United Nations Resolution is the single largest economic sanctions package ever on North Korea. Over one billion dollars in cost to N.K.
— Donald J. Trump (@realDonaldTrump) August 5, 2017
As reported by Fox News:
The United Nations Security Council Saturday unanimously approved new sanctions against North Korea in the wake of the communist nation’s first successful tests of intercontinental ballistic missiles capable of reaching the United States.
The sanctions resolution bans North Korean exports of coal, iron, iron ore, lead, lead ore and seafood — resources that are worth over $1 billion to the regime of Kim Jong Un. North Korea exported an estimated $3 billion worth of goods last year.
U.S. Ambassador Nikki Haley praised the new sanctions, telling council members after the vote that it is “the single largest economic package ever leveled against the North Korean regime.”
But she warned that it is not enough and “we should not fool ourselves into thinking we have solved the problem — not even close.”
“The threat of an outlaw nuclearized North Korean dictatorship remains … (and) is rapidly growing more dangerous,” Haley told council members after the vote.
Countries are also banned from giving any additional permits to North Korean laborers — another source of money for Pyongyang. And it prohibits all new joint ventures with North Korean companies and bans new foreign investment in existing ones.
The resolution was drafted by the U.S. and negotiated with North Korea’s neighbor and ally China. It is aimed at increasing economic pressure on Pyongyang to return to negotiations on its nuclear and missile programs.
The Security Council has already imposed six rounds of sanctions that have failed to halt North Korea’s drive to improve its ballistic missile and nuclear weapons capabilities.
“All of this ICBM and nuclear irresponsibility has to stop,” Haley told reporters as she headed to the council to vote.
The resolution condemns the launches “in the strongest terms” and reiterates previous calls for North Korea to suspend all ballistic missile launches and abandon its nuclear weapons and nuclear program “in a complete, verifiable and irreversible manner.”

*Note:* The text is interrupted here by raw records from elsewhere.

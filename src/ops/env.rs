//! Implementation of `ilcstack env`.

use std::path::PathBuf;

use crate::builder::backend::backend_for;
use crate::builder::compose::{compose, ComposedEnvironment, RunInfo};
use crate::core::error::InstallError;
use crate::core::module_id::ModuleId;
use crate::ops::load::StackSettings;
use crate::ops::prepare::PreparedStack;

/// Composed environment of one module and where it belongs.
#[derive(Debug, Clone)]
pub struct ModuleEnvironment {
    pub env: ComposedEnvironment,
    /// Module workspace
    pub dir: PathBuf,
    pub ext: &'static str,
}

impl ModuleEnvironment {
    pub fn global_path(&self) -> PathBuf {
        ComposedEnvironment::global_path(&self.dir, self.ext)
    }

    pub fn workspace_path(&self) -> PathBuf {
        ComposedEnvironment::workspace_path(&self.dir, self.ext)
    }

    /// Write both files, replacing earlier ones.
    pub fn write(&self) -> Result<Vec<PathBuf>, InstallError> {
        self.env.write(&self.dir, self.ext)
    }
}

/// Compose the environment files of `id`.
pub fn environment(
    prepared: &PreparedStack,
    settings: &StackSettings,
    id: ModuleId,
) -> Result<ModuleEnvironment, InstallError> {
    let (module, resolution) = prepared.resolved(id)?;
    let run = RunInfo::new(&prepared.stack);

    Ok(ModuleEnvironment {
        env: compose(module, &prepared.stack, resolution, &run),
        dir: module.workdir.clone(),
        ext: backend_for(module.backend, &settings.tools).env_file_extension(),
    })
}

A Security Council diplomat told the Associated Press that coal has been North Korea’s largest export, earning $1.2 billion last year which was then restricted by the Security Council in November to a maximum $400 million. This year, Pyongyang was estimated to earn $251 million from iron and iron ore exports, $113 million from lead and lead ore exports, and $295 million from fish and seafood exports, the diplomat said.